Jennifer Matt, Earth Club mentor at Medicine High School, and Grade 12 student Bethany Klein pose with a grow tower with dill, basil and parsley growing. Other towers grow micro-greens such as red cabbage, lettuce and pea shoots.
Six aeroponic grow towers were put in the school by the Earth Club during the pandemic to enhance the planet and the mental health of students. The Earth Club encourages all students and staff to harvest food from the grow towers.--NEWS PHOTO SAMANTHA JOHNSON
reporter@medicinehatnews.com
Next month six members from the Earth Club at Medicine Hat High School, along with two teachers, will be attending a Youth Water, Energy and Climate summit, or Generate/Navigate conference, in Canmore.
Participants from a diverse range of schools across the province will be attending the conference. Jennifer Matt, Earth Club mentor, who helped found the club at the school in 2018, said, “Usually they have a large amount of applications. We are very lucky to be one of the 20 groups that were accepted.”
The conference hasn’t been held since 2019 due to the pandemic. Normally, the event rotates between three different conferences. This year, Generate and Navigate are two conferences put together and participants will be split into two groups. One group will be doing the Water Innovation conference and the other will do Energy Innovation.
“We essentially get to do two different conferences at once and then come together to work on our project,” explained Matt. “It’s a jam-packed, exciting experience where top leaders in energy and innovation get to teach us about ways we can integrate different portions into our own lives. We can take those things and bring them back to Earth Club.”
Inside Education, which runs the conference, will pay for food, accommodation and travel as long as the programs designed at the conference are implemented. The recycling program at Hat High was put in place following the 2019 conference.

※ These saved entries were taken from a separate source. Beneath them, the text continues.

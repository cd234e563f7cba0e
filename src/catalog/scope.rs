/// Server-side narrowing hints forwarded with a listing call.
///
/// These are hints only: the controller may ignore them, so the resolver still
/// applies every criterion client-side.
#[derive(Debug, Clone, Copy, Default, PartialEq, Eq)]
pub struct CatalogScope {
    pub tenant_id: Option<i64>,
    pub resource_group_id: Option<i64>,
}

impl CatalogScope {
    pub fn new(tenant_id: Option<i64>, resource_group_id: Option<i64>) -> Self {
        Self {
            tenant_id,
            resource_group_id,
        }
    }

    /// Query pairs in the controller's wire naming, only for the hints that are set.
    pub fn query_pairs(&self) -> Vec<(&'static str, String)> {
        let mut pairs = Vec::with_capacity(2);
        if let Some(tenant_id) = self.tenant_id {
            pairs.push(("accountId", tenant_id.to_string()));
        }
        if let Some(rgid) = self.resource_group_id {
            pairs.push(("cloudspaceId", rgid.to_string()));
        }
        pairs
    }
}

#[cfg(test)]
mod tests {
    use super::*;

    #[test]
    fn unscoped_has_no_pairs() {
        assert!(CatalogScope::default().query_pairs().is_empty());
    }

    #[test]
    fn pairs_use_wire_names() {
        let scope = CatalogScope::new(Some(12), Some(345));
        assert_eq!(
            scope.query_pairs(),
            vec![("accountId", "12".to_string()), ("cloudspaceId", "345".to_string())]
        );
        assert_eq!(
            CatalogScope::new(None, Some(9)).query_pairs(),
            vec![("cloudspaceId", "9".to_string())]
        );
    }
}
use std::path::PathBuf;

use anyhow::{Context, Result};
use clap::{Parser, Subcommand};
use serde_json::{Value, json};

use decs_lookup::controller::{self, ControllerConfig};
use decs_lookup::lookups::{image, resgroup};
use decs_lookup::{CatalogClient, HttpTransport, LookupRegistry, MatchPolicy, ResourceState, Resolver};

/// Resolve a single DECS catalogue object from filter criteria.
#[derive(Debug, Parser)]
#[command(name = "decs-lookup", version)]
struct Cli {
    /// Controller config as JSON; falls back to DECS_* environment variables.
    #[arg(long, global = true)]
    config: Option<PathBuf>,

    /// Fail when more than one record matches instead of taking the first.
    #[arg(long, global = true)]
    strict: bool,

    #[command(subcommand)]
    lookup: Lookup,
}

#[derive(Debug, Subcommand)]
enum Lookup {
    /// OS image by name, optionally narrowed by pool, SEP, tenant or resource group.
    Image {
        #[arg(long)]
        name: String,
        #[arg(long)]
        pool: Option<String>,
        #[arg(long)]
        sep_id: Option<i64>,
        #[arg(long)]
        tenant_id: Option<i64>,
        #[arg(long)]
        rgid: Option<i64>,
    },
    /// Resource group by name, optionally within a tenant.
    Resgroup {
        #[arg(long)]
        name: String,
        #[arg(long)]
        tenant_id: Option<i64>,
    },
}

impl Lookup {
    /// Registry type name plus the raw criteria object the data source expects.
    fn into_request(self) -> (&'static str, Value) {
        match self {
            Lookup::Image {
                name,
                pool,
                sep_id,
                tenant_id,
                rgid,
            } => (
                image::TYPE_NAME,
                json!({"name": name, "pool": pool, "sep_id": sep_id, "tenant_id": tenant_id, "rgid": rgid}),
            ),
            Lookup::Resgroup { name, tenant_id } => {
                (resgroup::TYPE_NAME, json!({"name": name, "tenant_id": tenant_id}))
            }
        }
    }
}

fn init_tracing() {
    let filter = std::env::var("RUST_LOG").unwrap_or_else(|_| "info".into());
    let _ = tracing_subscriber::fmt()
        .with_env_filter(filter)
        .with_writer(std::io::stderr)
        .try_init();
}

fn load_config(path: Option<&PathBuf>) -> Result<ControllerConfig> {
    match path {
        Some(path) => controller::load_from_file(path)
            .with_context(|| format!("load controller config from {}", path.display())),
        None => controller::load_from_env().context("load controller config from environment"),
    }
}

#[tokio::main]
async fn main() -> Result<()> {
    init_tracing();
    let cli = Cli::parse();

    let config = load_config(cli.config.as_ref())?;
    let catalog = CatalogClient::new(HttpTransport::new(&config)?);

    let policy = if cli.strict {
        MatchPolicy::Strict
    } else {
        MatchPolicy::FirstMatch
    };
    let registry = LookupRegistry::with_defaults(Resolver::new(policy));

    let (type_name, criteria) = cli.lookup.into_request();
    let mut state = ResourceState::new();
    registry
        .read(type_name, &criteria, &catalog, &mut state)
        .await
        .with_context(|| format!("{type_name} lookup failed"))?;

    println!("{}", serde_json::to_string_pretty(&state)?);
    Ok(())
}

Bethany Klein, a member of the Earth Club, started attending in 2020 when she was in Grade 10. To decide who gets to go to the conference, members went through a selection process that involved a supplemental application where they had to explain why they wanted to go and why it was important to them.
“Earth Club look at things they can do around the school that will help the Earth and all her inhabitants,” said Klein.
Some recent additions are six grow towers and various plants, “Because they are green and lively, they promote the mental health of students in the school. That’s one way we help the Earth and clean the air while helping the students’ mental health.”
Klein is hoping to go into environmental or marine science after she graduates.
“One of the key things is we are going to be taking our energy to the conference and our passions for these topics,” she said. “We are going to be with a bunch of other people, especially youth, who have the same passions as us. We are hoping that all of us putting our passions together will really accelerate the change we are able to make.”